Hong Kong Airways
- Hong Kong Airways logo
- Commenced operations: 1947
- Ceased operations: 1959
- Operating bases: Kai Tak Airport
- Fleet size: 4
- Destinations: 8
- Parent company: British Overseas Airways Corporation (1947 – 30 November 1949) Jardine Matheson & Co. (1947–1959, sole ownership after 1949)
- Headquarters: British Hong Kong

= Hong Kong Airways =

Flag carrier of British Hong Kong

Hong Kong Airways (HKA) was the flag carrier of British Hong Kong during the late 1940s and 1950s.

==Context of launch==

In 1946, Jardine Air Maintenance Company (JAMCo) had been formed to serve the rapidly expanding portfolio of airlines serving Hong Kong, and Jardine Airways was formed as the general sales agent of BOAC and other carriers in Hong Kong and China. HKA was formed in 1947 by BOAC and Jardine Matheson & Co. (怡和). Jardines wanted to develop a Hong Kong carrier with the support of an enterprise backed by the British government. BOAC wanted to create a feeder carrier to transport passengers from their London to Hong Kong service to onward destinations in China and the Far East. Additionally, the British government wanted to develop a new market for British manufactured aircraft. Jardines was the general sales agent of HKA and became the owner before selling to government-backed partner BOAC.

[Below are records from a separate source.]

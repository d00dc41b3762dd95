// tubescout-cli/src/lib.rs
//
// Library portion of the Tubescout CLI application.
// Contains argument definitions and command logic.

pub mod cli;
pub mod commands;
pub mod config;
pub mod error;
pub mod logging;
pub mod terminal;

// Re-export items needed by the binary or integration tests
pub use cli::{Cli, FormatArg};
pub use commands::search::run_search;
// tubescout-core/tests/pipeline_tests.rs

mod common;

use common::{MockProvider, channel, video};
use tubescout_core::config::CoreConfigBuilder;
use tubescout_core::{CoreError, ExportOutcome, collect_records, export_records};

#[test]
fn test_collect_records_preserves_search_order() {
    let provider = MockProvider::new()
        .with_video("v1", "c1", video("v1", "First", "300", "3", "0", "2024-01-01T00:00:00Z"))
        .with_video("v2", "c2", video("v2", "Second", "200", "2", "0", "2024-01-01T00:00:00Z"))
        .with_video("v3", "c1", video("v3", "Third", "100", "1", "0", "2024-01-01T00:00:00Z"))
        .with_channel("c1", channel("c1", "Alpha", Some("10")))
        .with_channel("c2", channel("c2", "Beta", None))
        .with_category("27", "Education");
    let config = CoreConfigBuilder::new().api_key("k").keyword("bridges").build();

    let records = collect_records(&provider, &config).unwrap();

    let titles: Vec<&str> = records.iter().map(|r| r.title.as_str()).collect();
    assert_eq!(titles, ["First", "Second", "Third"]);
    assert_eq!(records[1].subscribers.to_string(), "Hidden");
    assert_eq!(provider.count_calls("channel:"), 2);
}

#[test]
fn test_search_receives_configured_parameters() {
    let provider = MockProvider::new();
    let config = CoreConfigBuilder::new()
        .api_key("k")
        .keyword("lofi")
        .max_results(7)
        .region_code("GB")
        .build();

    let records = collect_records(&provider, &config).unwrap();

    assert!(records.is_empty());
    assert_eq!(provider.calls(), vec!["search:lofi:7:GB".to_string()]);
}

#[test]
fn test_search_failure_propagates_untouched() {
    let mut provider = MockProvider::new();
    provider.fail_search = true;
    let config = CoreConfigBuilder::new().api_key("k").build();

    match collect_records(&provider, &config) {
        Err(CoreError::Api { status, message }) => {
            assert_eq!(status, 403);
            assert_eq!(message, "quotaExceeded");
        }
        other => panic!("expected API error, got {other:?}"),
    }
}

#[test]
fn test_enrichment_failure_aborts_without_output() {
    let dir = tempfile::tempdir().unwrap();
    let output = dir.path().join("out.xlsx");
    // v2's channel is unknown to the provider.
    let provider = MockProvider::new()
        .with_video("v1", "c1", video("v1", "Fine", "10", "1", "0", "2024-01-01T00:00:00Z"))
        .with_video("v2", "c9", video("v2", "Orphan", "10", "1", "0", "2024-01-01T00:00:00Z"))
        .with_channel("c1", channel("c1", "Alpha", Some("10")));
    let config = CoreConfigBuilder::new().api_key("k").output_path(&output).build();

    let result = collect_records(&provider, &config)
        .and_then(|records| export_records(&records, &config.output_path, config.resolved_format()));

    assert!(matches!(result, Err(CoreError::MalformedResponse(_))));
    assert!(!output.exists());
}

#[test]
fn test_empty_search_exports_nothing() {
    let dir = tempfile::tempdir().unwrap();
    let output = dir.path().join("none.xlsx");
    let provider = MockProvider::new();
    let config = CoreConfigBuilder::new().api_key("k").output_path(&output).build();

    let records = collect_records(&provider, &config).unwrap();
    let outcome = export_records(&records, &config.output_path, config.resolved_format()).unwrap();

    assert_eq!(outcome, ExportOutcome::NoData);
    assert!(!output.exists());
}
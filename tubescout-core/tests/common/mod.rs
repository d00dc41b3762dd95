// tubescout-core/tests/common/mod.rs
//
// In-memory VideoProvider used by the integration tests.

#![allow(dead_code)]

use std::cell::RefCell;
use std::collections::HashMap;

use serde_json::json;
use tubescout_core::provider::models::{ChannelResource, SearchMatch, VideoResource};
use tubescout_core::{CoreError, CoreResult, VideoProvider};

/// Provider backed by maps, recording every call it receives.
#[derive(Default)]
pub struct MockProvider {
    pub matches: Vec<SearchMatch>,
    pub videos: HashMap<String, VideoResource>,
    pub channels: HashMap<String, ChannelResource>,
    pub categories: HashMap<String, String>,
    pub fail_search: bool,
    calls: RefCell<Vec<String>>,
}

impl MockProvider {
    pub fn new() -> Self {
        Default::default()
    }

    pub fn with_video(mut self, video_id: &str, channel_id: &str, video: VideoResource) -> Self {
        self.matches.push(SearchMatch {
            video_id: video_id.to_string(),
            channel_id: channel_id.to_string(),
        });
        self.videos.insert(video_id.to_string(), video);
        self
    }

    pub fn with_channel(mut self, channel_id: &str, channel: ChannelResource) -> Self {
        self.channels.insert(channel_id.to_string(), channel);
        self
    }

    pub fn with_category(mut self, category_id: &str, title: &str) -> Self {
        self.categories.insert(category_id.to_string(), title.to_string());
        self
    }

    pub fn calls(&self) -> Vec<String> {
        self.calls.borrow().clone()
    }

    pub fn count_calls(&self, prefix: &str) -> usize {
        self.calls.borrow().iter().filter(|c| c.starts_with(prefix)).count()
    }
}

impl VideoProvider for MockProvider {
    fn search_videos(&self, keyword: &str, max_results: u32, region_code: &str) -> CoreResult<Vec<SearchMatch>> {
        self.calls
            .borrow_mut()
            .push(format!("search:{keyword}:{max_results}:{region_code}"));
        if self.fail_search {
            return Err(CoreError::Api {
                status: 403,
                message: "quotaExceeded".to_string(),
            });
        }
        Ok(self.matches.iter().take(max_results as usize).cloned().collect())
    }

    fn video_details(&self, video_id: &str) -> CoreResult<VideoResource> {
        self.calls.borrow_mut().push(format!("video:{video_id}"));
        self.videos
            .get(video_id)
            .cloned()
            .ok_or_else(|| CoreError::MalformedResponse(format!("no video item returned for id {video_id}")))
    }

    fn channel_details(&self, channel_id: &str) -> CoreResult<ChannelResource> {
        self.calls.borrow_mut().push(format!("channel:{channel_id}"));
        self.channels
            .get(channel_id)
            .cloned()
            .ok_or_else(|| CoreError::MalformedResponse(format!("no channel item returned for id {channel_id}")))
    }

    fn category_name(&self, category_id: &str) -> CoreResult<Option<String>> {
        self.calls.borrow_mut().push(format!("category:{category_id}"));
        Ok(self.categories.get(category_id).cloned())
    }
}

/// Video resource as the provider would return it.
pub fn video(id: &str, title: &str, views: &str, likes: &str, comments: &str, published_at: &str) -> VideoResource {
    serde_json::from_value(json!({
        "id": id,
        "snippet": {
            "title": title,
            "description": format!("About {title}"),
            "publishedAt": published_at,
            "categoryId": "27",
            "tags": ["fun", "#coding", "#Python3"]
        },
        "statistics": {
            "viewCount": views,
            "likeCount": likes,
            "commentCount": comments
        },
        "contentDetails": { "duration": "PT1H2M3S" }
    }))
    .expect("valid video fixture")
}

/// Channel resource; `subscribers: None` omits the count.
pub fn channel(id: &str, title: &str, subscribers: Option<&str>) -> ChannelResource {
    let statistics = match subscribers {
        Some(count) => json!({ "subscriberCount": count, "hiddenSubscriberCount": false }),
        None => json!({ "hiddenSubscriberCount": true }),
    };
    serde_json::from_value(json!({
        "id": id,
        "snippet": { "title": title },
        "statistics": statistics
    }))
    .expect("valid channel fixture")
}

==Fight for air transport services in Hong Kong==

In May 1949, an agreement was signed by Cathay Pacific (Jock Swire) and BOAC (on behalf of Hong Kong Airways) along Governor Alexander Grantham's lines of route allocation to each party. Cathay secured the valuable routes of Bangkok, Singapore, Haiphong, Saigon, Sandakan, Jesselton, Labuan, and Rangoon (with an extension possible to Calcutta). This left HKA with Canton, Macao, Shanghai and Tientsin, not, after all, Japan.

On 1 December 1949, BOAC sold Hong Kong Airways back to Jardines, but it soon ran for cover to another 'big brother', in a charter association with the American company Northwest Airlines for its Taipei and Tokyo services.

In 1953, the British government attempted to form a single regional airline by bringing about a merger between BOAC, Cathay Pacific, and Hong Kong Airways. This eventually led to Cathay Pacific taking over Hong Kong Airways on 1 July 1959, with BOAC getting 15 per cent of Cathay Pacific's shares and a seat on the Board.

==Legacy==

On 1 November 1950, JAMco merged with Swire/Cathay Pacific maintenance interests to form HAECO, with Jardines receiving a parcel of HAECO shares, though this gradually waned. HKA itself merged with Cathay Pacific on 1 July 1959. Jardine Airways remained the exclusive General Sales Agent in Hong Kong for British Airways until the year 2000.

Another Jardine affiliate, Eupo Air (歐亞) chartered seats for distribution primarily amongst the Chinese community on British Airways flights on the Hong Kong to London route from 1983 to 2002, a similar partnership to that of HKA and Northwest Airlines in the 1950s.

As of 2013, Jardines' largest aviation interest in Hong Kong is its ground handling business, Jardine Aviation Services. However, Eupo Air still partners with British Airways and Jardine Travel to provide retail agency service, and corporate travel & expense management.

As of 2013, the Swire Group is still the principal shareholder in Cathay Pacific. Dragonair, now owned by Cathay Pacific as Cathay Dragon, was flying some of the routes originally pioneered by HKA until it ceased operations after COVID-19 in 2020

== Fleet ==
Hong Kong Airways operated a fleet of aircraft including:
- 1 Douglas DC-3
- 1 Douglas DC-4
- 2 Vickers Viscount V760D
  - VR-HFI leased from BOAC Associated Companies – sold to Malayan Airways in 1959
  - VR-HFJ leased from BOAC Associated Companies – sold to Malayan Airways in 1959

== Destinations ==
- British Hong Kong
  - Hong Kong – Kai Tak Airport Main hub
- China
  - Guangzhou – Pai Yuen Airport
  - Shanghai – Shanghai Longhua Airport
  - Taipei
- Japan
  - Tokyo - Haneda Airport
- Ryukyu Islands
  - Okinawa - Naha Airport
- Philippines
  - Manila - Nichols Field
- South Korea
  - Seoul - Gimpo International Airport

== Incidents and accidents ==
- On 11 July 1949, a Hong Kong Airways Douglas DC-3 (VR-HDQ) from Hong Kong to Canton, overran the runway during takeoff at Kai Tak Airport and crashed into the water. The aircraft sank after rescue operations. There were 11 occupants on board the aircraft, with no fatalities reported.